use serde::{Deserialize, Serialize};
use tracing::{debug, info};

use hollowmere_content::{ClassDef, ContentCatalog, RaceDef};
use hollowmere_dice::Dice;

use crate::abilities::{modifier, Abilities};
use crate::error::CharacterError;
use crate::inventory::Inventory;

/// XP thresholds to *reach* level 2..5, indexed by `level - 2`.
const XP_THRESHOLDS: [u32; 4] = [100, 300, 600, 1000];
const MAX_LEVEL: u32 = 5;

#[derive(Debug, Clone, Serialize, Deserialize)]
pub struct Character {
    pub name: String,
    pub race: String,
    pub class: String,
    pub level: u32,
    pub xp: u32,
    pub abilities: Abilities,
    pub max_hp: i32,
    pub current_hp: i32,
    pub base_armor_class: i32,
    pub hit_die: u32,
    pub hit_dice_remaining: u32,
    pub weapon_id: Option<String>,
    pub armor_id: Option<String>,
    pub inventory: Inventory,
    pub gold: u32,
}

/// Outcome of a successful `gain_xp` call.
#[derive(Debug, Clone, Copy, PartialEq, Eq)]
pub struct XpGain {
    pub new_xp: u32,
    pub can_level_up: bool,
}

impl Character {
    /// Rolls a brand-new character: 4d6-drop-lowest abilities plus race
    /// modifiers, HP from the class hit die + CON modifier, AC from DEX
    /// modifier (armor bonus applied separately on equip), and starting gear
    /// from the class table.
    pub fn create(
        dice: &mut Dice,
        catalog: &ContentCatalog,
        name: &str,
        class_id: &str,
        race_id: &str,
    ) -> Result<Self, CharacterError> {
        let trimmed = name.trim();
        if trimmed.is_empty() || trimmed.chars().count() > 50 || !trimmed.chars().all(|c| !c.is_control()) {
            return Err(CharacterError::InvalidName);
        }
        let class: &ClassDef = catalog
            .classes
            .get(class_id)
            .ok_or_else(|| CharacterError::UnknownClass(class_id.to_string()))?;
        let race: &RaceDef = catalog
            .races
            .get(race_id)
            .ok_or_else(|| CharacterError::UnknownRace(race_id.to_string()))?;

        let mut abilities = Abilities {
            strength: dice.roll_4d6_drop_lowest() as i32,
            dexterity: dice.roll_4d6_drop_lowest() as i32,
            constitution: dice.roll_4d6_drop_lowest() as i32,
            intelligence: dice.roll_4d6_drop_lowest() as i32,
            wisdom: dice.roll_4d6_drop_lowest() as i32,
            charisma: dice.roll_4d6_drop_lowest() as i32,
        };
        for (ability, delta) in &race.ability_modifiers {
            abilities.apply_modifier(ability, *delta);
        }

        let con_mod = modifier(abilities.constitution);
        let dex_mod = modifier(abilities.dexterity);
        let max_hp = (class.hit_die as i32 + con_mod).max(1);
        let base_ac = 10 + dex_mod;

        let mut inventory = Inventory::default();
        for (item_id, qty) in &class.starting_items {
            inventory.add(item_id, *qty, *qty > 1);
        }

        info!(character = trimmed, class = class_id, race = race_id, "character created");

        Ok(Character {
            name: trimmed.to_string(),
            race: race_id.to_string(),
            class: class_id.to_string(),
            level: 1,
            xp: 0,
            abilities,
            max_hp,
            current_hp: max_hp,
            base_armor_class: base_ac,
            hit_die: class.hit_die,
            hit_dice_remaining: 1,
            weapon_id: class.starting_weapon_id.clone(),
            armor_id: class.starting_armor_id.clone(),
            inventory,
            gold: class.starting_gold,
        })
    }

    /// Proficiency bonus: +2 at levels 1-4, +3 at level 5.
    pub fn proficiency_bonus(&self) -> i32 {
        if self.level >= 5 {
            3
        } else {
            2
        }
    }

    /// Armor class = base (10 + DEX mod) plus the equipped armor's bonus,
    /// looked up from content by the caller and passed in here.
    pub fn armor_class(&self, equipped_armor_ac_bonus: i32) -> i32 {
        self.base_armor_class + equipped_armor_ac_bonus
    }

    fn xp_needed_for_next_level(&self) -> Option<u32> {
        if self.level >= MAX_LEVEL {
            return None;
        }
        XP_THRESHOLDS.get((self.level - 1) as usize).copied()
    }

    /// Adds XP from `source` (for logging only) and reports whether the
    /// character has now crossed the threshold to level up. At most one
    /// level-up is ever triggered per call; the caller decides when to
    /// actually apply it via [`Character::level_up`].
    pub fn gain_xp(&mut self, amount: u32, source: &str) -> XpGain {
        self.xp += amount;
        debug!(amount, source, new_xp = self.xp, "xp gained");
        let can_level_up = self
            .xp_needed_for_next_level()
            .is_some_and(|needed| self.xp >= needed);
        XpGain {
            new_xp: self.xp,
            can_level_up,
        }
    }

    /// Levels up once, if the XP threshold for the next level has been met.
    /// +2 max HP every level; a flat +1 CON at levels 2 and 4 (stat boost);
    /// hit dice restored to the new level.
    pub fn level_up(&mut self) -> Result<(), CharacterError> {
        let needed = self
            .xp_needed_for_next_level()
            .ok_or(CharacterError::MaxLevel)?;
        if self.xp < needed {
            return Err(CharacterError::InsufficientXp {
                needed,
                have: self.xp,
            });
        }
        self.level += 1;
        self.max_hp += 2;
        self.current_hp += 2;
        if self.level == 2 || self.level == 4 {
            self.abilities.constitution += 1;
        }
        self.hit_dice_remaining = self.level;
        info!(new_level = self.level, "character leveled up");
        Ok(())
    }

    pub fn add_item(&mut self, item_id: &str, quantity: u32, stackable: bool) {
        self.inventory.add(item_id, quantity, stackable);
    }

    pub fn remove_item(&mut self, item_id: &str, quantity: u32) -> Result<(), CharacterError> {
        if self.inventory.quantity_of(item_id) < quantity {
            return Err(CharacterError::ItemNotFound(item_id.to_string()));
        }
        self.inventory.remove(item_id, quantity);
        Ok(())
    }

    /// Equips `item_id` as the weapon or armor slot, per `item_type`.
    /// `item_type` is `"weapon"` or `"armor"`; anything else is rejected.
    pub fn equip(&mut self, item_id: &str, item_type: &str) -> Result<(), CharacterError> {
        if !self.inventory.has(item_id) {
            return Err(CharacterError::ItemNotFound(item_id.to_string()));
        }
        match item_type {
            "weapon" => self.weapon_id = Some(item_id.to_string()),
            "armor" => self.armor_id = Some(item_id.to_string()),
            _ => return Err(CharacterError::CannotEquip(item_id.to_string())),
        }
        Ok(())
    }

    pub fn take_damage(&mut self, amount: i32) {
        self.current_hp = (self.current_hp - amount.max(0)).max(0);
    }

    pub fn heal(&mut self, amount: i32) {
        self.current_hp = (self.current_hp + amount.max(0)).min(self.max_hp);
    }

    pub fn is_alive(&self) -> bool {
        self.current_hp > 0
    }

    /// Spends one Hit Die to heal `1d6 + CON mod`. Fails during combat, at
    /// full HP, or with no hit dice remaining.
    pub fn short_rest(&mut self, dice: &mut Dice, in_combat: bool) -> Result<i32, CharacterError> {
        if in_combat {
            return Err(CharacterError::CannotRestInCombat);
        }
        if self.current_hp >= self.max_hp {
            return Err(CharacterError::FullHp);
        }
        if self.hit_dice_remaining == 0 {
            return Err(CharacterError::NoHitDice);
        }
        self.hit_dice_remaining -= 1;
        let roll = dice.roll_die(6) as i32 + modifier(self.abilities.constitution);
        let healed = roll.max(0);
        self.heal(healed);
        Ok(healed)
    }

    /// Restores Hit Dice to full, triggered externally when a boss/chief
    /// enemy is defeated.
    pub fn restore_hit_dice(&mut self) {
        self.hit_dice_remaining = self.level;
    }
}

#[cfg(test)]
mod tests {
    use super::*;

    fn catalog() -> ContentCatalog {
        ContentCatalog::bundled()
    }

    #[test]
    fn create_rejects_empty_name() {
        let mut dice = Dice::from_seed(1);
        let err = Character::create(&mut dice, &catalog(), "   ", "fighter", "dwarf").unwrap_err();
        assert_eq!(err, CharacterError::InvalidName);
    }

    #[test]
    fn create_rejects_overlong_name() {
        let mut dice = Dice::from_seed(1);
        let long = "x".repeat(51);
        let err = Character::create(&mut dice, &catalog(), &long, "fighter", "dwarf").unwrap_err();
        assert_eq!(err, CharacterError::InvalidName);
    }

    #[test]
    fn create_rolls_hp_from_class_hit_die_and_con() {
        let mut dice = Dice::from_seed(7);
        let character = Character::create(&mut dice, &catalog(), "Thorin", "fighter", "dwarf").unwrap();
        let expected = 10 + modifier(character.abilities.constitution);
        assert_eq!(character.max_hp, expected.max(1));
        assert_eq!(character.current_hp, character.max_hp);
    }

    #[test]
    fn gain_xp_flags_level_up_at_threshold() {
        let mut dice = Dice::from_seed(1);
        let mut character = Character::create(&mut dice, &catalog(), "Thorin", "fighter", "dwarf").unwrap();
        let gain = character.gain_xp(99, "test");
        assert!(!gain.can_level_up);
        let gain = character.gain_xp(1, "test");
        assert!(gain.can_level_up);
    }

    #[test]
    fn level_up_fails_without_enough_xp() {
        let mut dice = Dice::from_seed(1);
        let mut character = Character::create(&mut dice, &catalog(), "Thorin", "fighter", "dwarf").unwrap();
        assert!(character.level_up().is_err());
    }

    #[test]
    fn level_up_restores_hit_dice_and_increments_level() {
        let mut dice = Dice::from_seed(1);
        let mut character = Character::create(&mut dice, &catalog(), "Thorin", "fighter", "dwarf").unwrap();
        character.gain_xp(100, "test");
        character.level_up().unwrap();
        assert_eq!(character.level, 2);
        assert_eq!(character.hit_dice_remaining, 2);
    }

    #[test]
    fn short_rest_fails_in_combat() {
        let mut dice = Dice::from_seed(1);
        let mut character = Character::create(&mut dice, &catalog(), "Thorin", "fighter", "dwarf").unwrap();
        character.current_hp -= 3;
        let err = character.short_rest(&mut dice, true).unwrap_err();
        assert_eq!(err, CharacterError::CannotRestInCombat);
    }

    #[test]
    fn short_rest_fails_at_full_hp() {
        let mut dice = Dice::from_seed(1);
        let mut character = Character::create(&mut dice, &catalog(), "Thorin", "fighter", "dwarf").unwrap();
        let err = character.short_rest(&mut dice, false).unwrap_err();
        assert_eq!(err, CharacterError::FullHp);
    }

    #[test]
    fn short_rest_consumes_one_hit_die_and_heals() {
        let mut dice = Dice::from_seed(1);
        let mut character = Character::create(&mut dice, &catalog(), "Thorin", "fighter", "dwarf").unwrap();
        character.current_hp -= 5;
        let healed = character.short_rest(&mut dice, false).unwrap();
        assert!(healed >= 0);
        assert_eq!(character.hit_dice_remaining, 0);
    }

    #[test]
    fn take_damage_never_goes_below_zero() {
        let mut dice = Dice::from_seed(1);
        let mut character = Character::create(&mut dice, &catalog(), "Thorin", "fighter", "dwarf").unwrap();
        character.take_damage(9999);
        assert_eq!(character.current_hp, 0);
        assert!(!character.is_alive());
    }

    #[test]
    fn heal_never_exceeds_max_hp() {
        let mut dice = Dice::from_seed(1);
        let mut character = Character::create(&mut dice, &catalog(), "Thorin", "fighter", "dwarf").unwrap();
        character.heal(9999);
        assert_eq!(character.current_hp, character.max_hp);
    }
}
::::::::
## Action item
When a line contains the string "RaceDef", copy it from the records.

## Output below
use hollowmere_content::{ClassDef, ContentCatalog, RaceDef};
        let race: &RaceDef = catalog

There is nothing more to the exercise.